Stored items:
☆ ☆ ☆ ☆ ☆ ☆ ☆
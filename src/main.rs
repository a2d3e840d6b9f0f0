/*
main.rs

Copyright 2025 Hervé Quatremain

This file is part of Switches.

Switches is free software: you can redistribute it and/or modify it under the
terms of the GNU General Public License as published by the Free Software
Foundation, either version 3 of the License, or (at your option) any later
version.

Switches is distributed in the hope that it will be useful, but WITHOUT ANY
WARRANTY; without even the implied warranty of MERCHANTABILITY or FITNESS FOR
A PARTICULAR PURPOSE. See the GNU General Public License for more details.

You should have received a copy of the GNU General Public License along with
Switches. If not, see <https://www.gnu.org/licenses/>.

SPDX-License-Identifier: GPL-3.0-or-later
*/

use log::debug;
use rand::SeedableRng;
use rand::rngs::StdRng;
use std::io;
use std::process::ExitCode;

use switches::cli_options;
use switches::config::GameConfig;
use switches::saver::PersistentScoreStore;
use switches::saver::best_score::{MemoryScoreStore, SaverBestScore};
use switches::{new_session, shell};

fn main() -> ExitCode {
    let args: cli_options::Args = cli_options::parse();

    let config: GameConfig = match args.game_config() {
        Ok(c) => c,
        Err(error) => {
            eprintln!("Error: {error}");
            return ExitCode::from(2);
        }
    };

    let store: Box<dyn PersistentScoreStore> = if args.ephemeral {
        Box::new(MemoryScoreStore::new())
    } else {
        let saver: SaverBestScore = SaverBestScore::new(args.data_dir());
        if args.reset_best_score {
            debug!("Deleting the best score");
            saver.delete_save();
        }
        Box::new(saver)
    };

    let rng: StdRng = match args.seed {
        Some(seed) => StdRng::seed_from_u64(seed),
        None => StdRng::from_os_rng(),
    };

    let mut session = match new_session(config, rng, store) {
        Ok(s) => s,
        Err(error) => {
            eprintln!("Error: {error}");
            return ExitCode::FAILURE;
        }
    };

    let stdin = io::stdin();
    let mut stdout = io::stdout();
    match shell::run(&mut session, stdin.lock(), &mut stdout) {
        Ok(()) => ExitCode::SUCCESS,
        Err(error) => {
            eprintln!("Error: {error}");
            ExitCode::FAILURE
        }
    }
}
☆ ☆ ☆ ☆ ☆ ☆ ☆
PROBLEM DESCRIPTION => Repeat the data word for word. Leave nothing out.

SOLUTION FOR THIS PROBLEM =>
filename src/main.rs
repository a2d3e840d6b9f0f0
/*
main.rs

Copyright 2025 Hervé Quatremain

This file is part of Switches.

Switches is free software: you can redistribute it and/or modify it under the
terms of the GNU General Public License as published by the Free Software
Foundation, either version 3 of the License, or (at your option) any later
version.

Switches is distributed in the hope that it will be useful, but WITHOUT ANY
WARRANTY; without even the implied warranty of MERCHANTABILITY or FITNESS FOR
A PARTICULAR PURPOSE. See the GNU General Public License for more details.

You should have received a copy of the GNU General Public License along with
Switches. If not, see <https://www.gnu.org/licenses/>.

SPDX-License-Identifier: GPL-3.0-or-later
*/

use log::debug;
use rand::SeedableRng;
use rand::rngs::StdRng;
use std::io;
use std::process::ExitCode;

use switches::cli_options;
use switches::config::GameConfig;
use switches::saver::PersistentScoreStore;
use switches::saver::best_score::{MemoryScoreStore, SaverBestScore};
use switches::{new_session, shell};

fn main() -> ExitCode {
    let args: cli_options::Args = cli_options::parse();

    let config: GameConfig = match args.game_config() {
        Ok(c) => c,
        Err(error) => {
            eprintln!("Error: {error}");
            return ExitCode::from(2);
        }
    };

    let store: Box<dyn PersistentScoreStore> = if args.ephemeral {
        Box::new(MemoryScoreStore::new())
    } else {
        let saver: SaverBestScore = SaverBestScore::new(args.data_dir());
        if args.reset_best_score {
            debug!("Deleting the best score");
            saver.delete_save();
        }
        Box::new(saver)
    };

    let rng: StdRng = match args.seed {
        Some(seed) => StdRng::seed_from_u64(seed),
        None => StdRng::from_os_rng(),
    };

    let mut session = match new_session(config, rng, store) {
        Ok(s) => s,
        Err(error) => {
            eprintln!("Error: {error}");
            return ExitCode::FAILURE;
        }
    };

    let stdin = io::stdin();
    let mut stdout = io::stdout();
    match shell::run(&mut session, stdin.lock(), &mut stdout) {
        Ok(()) => ExitCode::SUCCESS,
        Err(error) => {
            eprintln!("Error: {error}");
            ExitCode::FAILURE
        }
    }
}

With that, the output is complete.